E’ più difficile credere che sperare

 

Se la dimora naturale della speranza è un “corpo” solidale, nel caso della speranza cristiana questo corpo è la Chiesa, mentre “il soffio vitale”, “l’anima di questa speranza” è lo Spirito Santo. Senza lo Spirito Santo non si può avere speranza. Ecco allora perché l’Apostolo Paolo ci invita alla fine a invocarlo continuamente. Se non è facile credere, tanto meno lo è sperare: “E’ più difficile sperare che credere, è più difficile. Ma quando lo Spirito Santo abita nei nostri cuori, è Lui a farci capire che non dobbiamo temere, che il Signore è vicino e si prende cura di noi; ed è Lui a modellare le nostre comunità, in una perenne Pentecoste, come segni vivi di speranza per la famiglia umana”.

 

La tratta e Santa Bakhita

 

Al termine dell’Udienza il Papa ha ricordato che oggi si celebra la Giornata di preghiera e riflessione contro la tratta di persone, quest’anno dedicata in particolare a bambini e adolescenti: “Incoraggio tutti coloro che in vari modi aiutano i minori schiavizzati e abusati a liberarsi da tale oppressione. Auspico che quanti hanno responsabilità di governo combattano con decisione questa piaga, dando voce ai nostri fratelli più piccoli, umiliati nella loro dignità. Occorre fare ogni sforzo per debellare questo crimine vergognoso e intollerabile”.

 

Oggi è anche la festa di santa Giuseppina Bakhita: “Questa ragazza - Francesco ha mostrato un opuscolo che parla di lei - schiavizzata in Africa, sfruttata, umiliata, non ha perso la speranza e ha portato avanti la fede, e finì per arrivare come migrante in Europa. E lì sentì la chiamata del Signore e si fece suora. Preghiamo santa Giuseppina Bakhita per tutti i migranti, i rifugiati, gli sfruttati che soffrono tanto, tanto”.

 

Lourdes e la Giornata Malato

 

Sabato prossimo, memoria della Beata Vergine Maria di Lourdes, ricorrerà la venticinquesima Giornata Mondiale del Malato. La celebrazione principale avrà luogo a Lourdes e sarà presieduta dal Cardinale Parolin: “Invito a pregare, per intercessione della nostra Santa Madre, per tutti gli ammalati, specialmente per quelli più gravi e più soli, e anche per tutti coloro che se ne prendono cura”.

 

L’appello per i Rohingya, respinti dal Myanmar

 

“E parlando di migranti cacciati via, sfruttati - ha concluso il Papa - io vorrei pregare con voi, oggi, in modo speciale per i nostri fratelli e sorelle Rohinya: cacciati via dal Myanmar, vanno da una parte all’altra perché non li vogliono… E’ gente buona, gente pacifica.
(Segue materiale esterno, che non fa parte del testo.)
use std::collections::BTreeMap;
use std::sync::Arc;

use chrono::Utc;
use serde::{Deserialize, Serialize};
use serde_json::Value;
use tracing::{info, warn};

use super::catalog::DomainCatalog;
use super::domain::{Answer, DomainName, DomainRecord, Email, Round, RoundEntry};
use super::errors::WorkflowError;
use super::repository::{DomainRecords, RecruitmentStores};
use super::retry::RetryPolicy;

/// Answers for one domain and round, as sent by the candidate.
#[derive(Debug, Clone, PartialEq, Serialize, Deserialize)]
pub struct SubmissionRequest {
    pub domain: String,
    pub round: u32,
    pub questions: Vec<String>,
    pub answers: Vec<String>,
    #[serde(default, skip_serializing_if = "Option::is_none")]
    pub score: Option<f64>,
    /// Domain-specific sub-answers stored next to the round's answers.
    #[serde(default, skip_serializing_if = "BTreeMap::is_empty")]
    pub extras: BTreeMap<String, Value>,
}

#[derive(Debug, Clone, PartialEq, Eq, Serialize)]
pub struct SubmissionReceipt {
    pub domain: DomainName,
    pub round: Round,
    pub answers: usize,
    /// `false` when the domain was already in the ledger (a concurrent retry got there first).
    pub ledger_updated: bool,
}

pub struct SubmissionEngine {
    stores: Arc<RecruitmentStores>,
    catalog: Arc<DomainCatalog>,
    retry: RetryPolicy,
}

impl SubmissionEngine {
    pub fn new(
        stores: Arc<RecruitmentStores>,
        catalog: Arc<DomainCatalog>,
        retry: RetryPolicy,
    ) -> Self {
        Self {
            stores,
            catalog,
            retry,
        }
    }

    pub async fn submit(
        &self,
        email: &Email,
        request: SubmissionRequest,
    ) -> Result<SubmissionReceipt, WorkflowError> {
        let domain = DomainName::parse(&request.domain)?;
        if self.catalog.is_closed(&domain) {
            return Err(WorkflowError::DomainClosed(domain));
        }
        let records = self
            .stores
            .domains
            .for_domain(&domain)
            .ok_or_else(|| WorkflowError::UnknownDomain(domain.to_string()))?;
        let round = Round::new(request.round)?;

        let candidate = self
            .stores
            .candidates
            .get(email)
            .await?
            .ok_or_else(|| WorkflowError::CandidateNotFound(email.to_string()))?;
        if !candidate.has_selected(&domain) {
            return Err(WorkflowError::validation(format!(
                "domain {domain} is not among the selected domains"
            )));
        }

        let answers = pair_answers(request.questions, request.answers)?;
        let answer_count = answers.len();
        let entry = RoundEntry {
            answers: Some(answers),
            score: request.score,
            submitted_at: Some(Utc::now()),
            extras: request.extras,
            ..RoundEntry::default()
        };

        let written = if round.is_first() {
            self.write_first_round(records, email, entry).await
        } else {
            self.write_later_round(records, email, round, &entry).await
        };
        if let Err(err) = written {
            if matches!(err, WorkflowError::AlreadySubmitted { .. }) {
                // A previous attempt may have stopped after the record write.
                if self.append_to_ledger(email, round, &domain).await? {
                    warn!(%email, %domain, %round, "ledger repaired on resubmission");
                }
            }
            return Err(err);
        }

        let ledger_updated = self.append_to_ledger(email, round, &domain).await?;
        if !ledger_updated {
            warn!(%email, %domain, %round, "ledger already listed the domain");
        }

        info!(%email, %domain, %round, answers = answer_count, "submission accepted");
        Ok(SubmissionReceipt {
            domain,
            round,
            answers: answer_count,
            ledger_updated,
        })
    }

    async fn append_to_ledger(
        &self,
        email: &Email,
        round: Round,
        domain: &DomainName,
    ) -> Result<bool, WorkflowError> {
        let appended = self
            .retry
            .execute("ledger append", || {
                self.stores.candidates.append_to_ledger(email, round, domain)
            })
            .await?;
        Ok(appended)
    }

    async fn write_first_round(
        &self,
        records: &DomainRecords,
        email: &Email,
        entry: RoundEntry,
    ) -> Result<(), WorkflowError> {
        let record = DomainRecord {
            email: email.clone(),
            rounds: BTreeMap::from([(Round::FIRST, entry)]),
        };
        if records.create(&record).await? {
            return Ok(());
        }
        Err(WorkflowError::AlreadySubmitted {
            domain: records.domain().clone(),
            round: Round::FIRST,
        })
    }

    async fn write_later_round(
        &self,
        records: &DomainRecords,
        email: &Email,
        round: Round,
        entry: &RoundEntry,
    ) -> Result<(), WorkflowError> {
        let domain = records.domain();
        let existing = records.get(email).await?;
        let unlocked = existing
            .as_ref()
            .is_some_and(|record| record.is_unlocked(round));
        if !unlocked {
            return Err(WorkflowError::RoundNotUnlocked {
                domain: domain.clone(),
                round,
            });
        }

        if records.write_round_if_absent(email, round, entry).await? {
            return Ok(());
        }

        // The guard failed: work out which half of it did.
        match records.get(email).await? {
            Some(record) if record.has_answers(round) => Err(WorkflowError::AlreadySubmitted {
                domain: domain.clone(),
                round,
            }),
            _ => Err(WorkflowError::RoundNotUnlocked {
                domain: domain.clone(),
                round,
            }),
        }
    }
}

fn pair_answers(questions: Vec<String>, answers: Vec<String>) -> Result<Vec<Answer>, WorkflowError> {
    if questions.len() != answers.len() {
        return Err(WorkflowError::validation(format!(
            "questions and answers must have the same length ({} vs {})",
            questions.len(),
            answers.len()
        )));
    }
    if questions.is_empty() {
        return Err(WorkflowError::validation("at least one answer is required"));
    }

    Ok(questions
        .into_iter()
        .zip(answers)
        .map(|(question, answer)| Answer { question, answer })
        .collect())
}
Non sono cristiani, sono buoni, sono fratelli e sorelle nostri! E’ da anni che soffrono. Sono stati torturati, uccisi, semplicemente perché portano avanti le loro tradizioni, la loro fede musulmana. Preghiamo per loro. Vi invito a pregare per loro il nostro Padre che è nei Cieli, tutti insieme, per i nostri fratelli e sorelle Rohinya”.